Effective population size is a popular thing to study with whole genomes because even if you have only a small sample size (this one involved about a dozen samples), you can get quite accurate results because each SNP in the genome is a different N in the sample size although you have to adjust for the fact that adjacent SNPs are not fully independent from each other although their correlation is very exactly known based on linkage disequilibrium principles. The methods used in this paper are particularly well tuned to samples involving only a small number of individuals.

These results a very robust over bottlenecks comparable to the catastrophe experienced by Native Americans in the post-Columbian era, and the non-random sample is diverse enough to address most of the worst biases that could arise from population structure. Basically, the mixing that would have taken place in the first 14,000 years should be thorough enough to cause most variants to be extremely widespread prior to the bottlenecks of ca. 500 years ago. And, no large regional populations were entirely exterminated in those catastrophic events. Even a loss of 99% of a sub-population of hundreds of thousands of people from a total population of ca. 3M+ does almost nothing to remove the variants found in the surviving population except a handful of disease resistance genes that were positively selected for in some hard sweeps which are a tiny part of the total genome. If 99.999% of the population of say, Native Americans from the U.S. Southwest died, that could reduce effective population size, however.

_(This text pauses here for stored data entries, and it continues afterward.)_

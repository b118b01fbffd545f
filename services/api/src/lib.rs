mod cli;
mod demo;
mod infra;
mod routes;
mod server;

use loan_pricing::error::AppError;

pub async fn run() -> Result<(), AppError> {
    cli::run().await
}
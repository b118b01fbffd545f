use crate::infra::AppState;
use axum::http::{header, StatusCode};
use axum::response::IntoResponse;
use axum::Extension;
use axum::Json;
use loan_pricing::pricing::{pricing_router, OfferStore, PricingService, RateTable};
use serde_json::json;
use std::sync::Arc;

pub(crate) fn with_pricing_routes<T, S>(service: Arc<PricingService<T, S>>) -> axum::Router
where
    T: RateTable + 'static,
    S: OfferStore + 'static,
{
    pricing_router(service)
        .route("/health", axum::routing::get(healthcheck))
        .route("/ready", axum::routing::get(readiness_endpoint))
        .route("/metrics", axum::routing::get(metrics_endpoint))
}

pub(crate) async fn healthcheck() -> Json<serde_json::Value> {
    Json(json!({ "status": "ok" }))
}

pub(crate) async fn readiness_endpoint(Extension(state): Extension<AppState>) -> impl IntoResponse {
    let ready = state.readiness.load(std::sync::atomic::Ordering::Relaxed);
    let status = if ready {
        StatusCode::OK
    } else {
        StatusCode::SERVICE_UNAVAILABLE
    };

    let payload = if ready {
        json!({ "status": "ready" })
    } else {
        json!({ "status": "initializing" })
    };

    (status, Json(payload))
}

pub(crate) async fn metrics_endpoint(Extension(state): Extension<AppState>) -> impl IntoResponse {
    (
        StatusCode::OK,
        [(header::CONTENT_TYPE, "text/plain; version=0.0.4")],
        state.metrics.render(),
    )
}
pub mod config;
pub mod error;
pub mod pricing;
pub mod telemetry;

It also helps that some of the individuals, IIRC, are pre-Columbian ancient DNA, pre-catastrophe.

Sampling just one individual in a population that has even modest admixture with neighboring populations (the rule of thumb is one individual per generation exchanged) should suffice to cover both populations.

Also, since the goal is merely to capture the founding population of the Americas, Na-Dene and Inuit populations and all post-Columbian migrants are excluded by definition, so lack of inclusion of those populations in a sample doesn't matter.

The biggest concern which would be a problem and underestimate diversity is that an almost completely genetically isolated population that is not descended from any of the other sampled populations and is genetically distinctive is entirely omitted from the sample. But, in the places where it is possible that a population has been almost completely genetically isolated for many thousands of years, mostly in South America, we can mostly be comfortable that serial founder effects mean that their genomes are a subset of other populations in the sample. A few Amazonian populations in the far NW of that river basin who appear to have "Paleo-Asian" ancestry are petty much the only population that could fit that profile and I think that there is one sample from one of those populations in the overall sample that solves that issue.

The proof is in the pudding. The result of the paper is of the same order of magnitude of similar estimates made by other methods and is actually a larger potential population size than other recent estimates made using different methods as described in the literature review, some of which actually had larger samples in terms of number of individuals but used the available data from each individual less efficiently. The extreme lack of uniparental marker diversity in Native Americans when extrapolated back 14,000 years corroborates these conclusions, for example.